Die Eisenbahnstrecke von Dinkelscherben nach Thannhausen wurde eigentlich nur für das Werk der Zimmermanns betrieben. Hinter der Fabrik gab es eine Landebahn, von denen die Zimmermanns öfters mit ihrem Privatflieger in die große Welt starteten. Und nur zu oft waren die Zimmermann in der großen weiten Welt unterwegs und die Geschichten darüber gingen durch die Mitarbeiterschaft.

Und obwohl den Fleisch-Arbeitern wohl bewusst war, dass es den Zimmermanns in Dimensionen besser ging als ihnen selber, fanden sie damals einen Sinn in ihrer Arbeit. Weil es wieder aufwärts ging und weil es wieder Wurst zum Brot zu essen gab. Die Familie Zimmermann war der beliebte Arbeitgeber, der für Beschäftigung sorgte und wurde von allen verehrt. Sie waren die Sonnenkönige und die Sensation in Thannhausen. Die Mitarbeiter wussten das und liebten trotz beschwerlicher Arbeit und geringen Lohnes ihre illustre und mondäne Familie Zimmermann .

Das war auch so eine Art (wie ich schon früh fand zwar eher eigenartig), als Mitarbeiter einen Sinn im Unternehmen zu sehen. Alle mussten hart arbeiten und waren trotzdem irgendwie glücklich. Wie ich älter wurde, änderte sich das dann in den Geschichten meiner Tanten. Der Sinn ging immer mehr futsch und die negative Aussagen mehrten sich. Der Wohlstand wurde zum Normalzustand und die Härten der Arbeit wurden entdeckt.

Die schillernde und reiche Familie Zimmermann war mit der Entwicklung wohl eines Tages auch nicht mehr zufrieden. Deshalb verkaufte sie ihre Fabrik eines Tages an einen großen Fleischkonzern und verschwand wohl aus Thannhausen. Wohl um sich nur noch ihren „gesellschaftlichen“ Pflichten zu widmen. Das neue Leben in der Welt des Luxus schien ihnen wohl sinnvoller als die unternehmerische Arbeit in hoher Verantwortung. Aber darüber weiß ich nichts mehr.

Ich erzähle diese Geschichte eigentlich aus anderen Gründen. Ich glaube, dass in der heutigen Zeit schwierig ist, einer Fleischfabrik einen Sinn zu geben. Da reicht auch keine von Sagen umworbene Familie mehr. Sondern da muss man wohl über die richtigen Werte und eine Unternehmenskultur verfügen, die auch dem Schlachten von Tieren einen handwerklichen Sinn gibt.

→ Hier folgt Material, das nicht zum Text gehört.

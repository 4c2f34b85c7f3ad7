//! 主体区域的页面

pub mod fallback;
pub mod table;
//! 请求执行器
//!
//! 把 `ListController` 产生的 `FetchTicket` 放到 tokio 运行时上执行，
//! 结果通过无界通道送回 UI 主循环。主循环每轮用 `try_recv` 取走结果，
//! 交给 Update 层处理（过期结果由控制器丢弃）。

use std::sync::Arc;

use recipe_browser_core::{FetchOutcome, FetchTicket, RecipeSource};
use tokio::runtime::Handle;
use tokio::sync::mpsc::{self, UnboundedReceiver, UnboundedSender};

/// 异步请求执行器
pub struct Fetcher {
    handle: Handle,
    source: Arc<dyn RecipeSource>,
    tx: UnboundedSender<FetchOutcome>,
    rx: UnboundedReceiver<FetchOutcome>,
}

impl Fetcher {
    pub fn new(handle: Handle, source: Arc<dyn RecipeSource>) -> Self {
        let (tx, rx) = mpsc::unbounded_channel();
        Self {
            handle,
            source,
            tx,
            rx,
        }
    }

    /// 在后台执行请求
    pub fn dispatch(&self, ticket: FetchTicket) {
        let source = Arc::clone(&self.source);
        let tx = self.tx.clone();
        log::debug!(
            "[{}] dispatching generation {}",
            source.id(),
            ticket.generation
        );

        self.handle.spawn(async move {
            let outcome = ticket.run(source.as_ref()).await;
            if tx.send(outcome).is_err() {
                log::debug!("UI loop gone, dropping fetch outcome");
            }
        });
    }

    /// 取出一个已完成的结果（不阻塞）
    pub fn try_recv(&mut self) -> Option<FetchOutcome> {
        self.rx.try_recv().ok()
    }
}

Generell ist es schwer, einem Unternehmen einen Sinn zu geben. Und ich denke mir, dass Infrastrukturbetriebe da einen natürlichen Wettbewerbsvorteil haben – eine ganz natürliche Sinngebung, auf der man aufbauen könnte. Die aber wahrscheinlich sich ins Gegenteil umkehrt, wenn diese zu Privatkonzernen werden und dann ihre Hauptaufgabe vergessen, zuverlässig und zu fairen Preisen Infrastruktur zu realisieren und nur in Umsatz und Gewinn denken.

Und dann kommt mir der Verdacht, dass gerade Infrastruktur-Betriebe doch besser Staatsbetriebe sein sollten. So dass der Vorteil einer natürlichen Sinngebung sich nicht ins Gegenteil verkehrt. Nur dürften die „neuen Staatskonzerne“ dann halt die bekannten und oben benannten Fehler nicht wiederholen. Vielleicht könnte „gutes Management“ dies bewirken.

Und vielleicht gilt dies auch für das nach meiner Meinung so wichtige Nervennetz unseres Planeten, das wir Internet nennen und von unserer führenden Politikerin als Neuland bezeichnet wird. Gerade im „Neuland“ sollte die Freiheit, Offenheit und Verfügbarkeit von einem demokratisch kontrollierten Staat garantiert werden! Und diese so wichtige Infrastruktur muss als Voraussetzung für die Entwicklung eines sozialen Konsens zur Gestaltung von Zukunft vor Angriffen von den verschiedensten Seiten geschützt werden.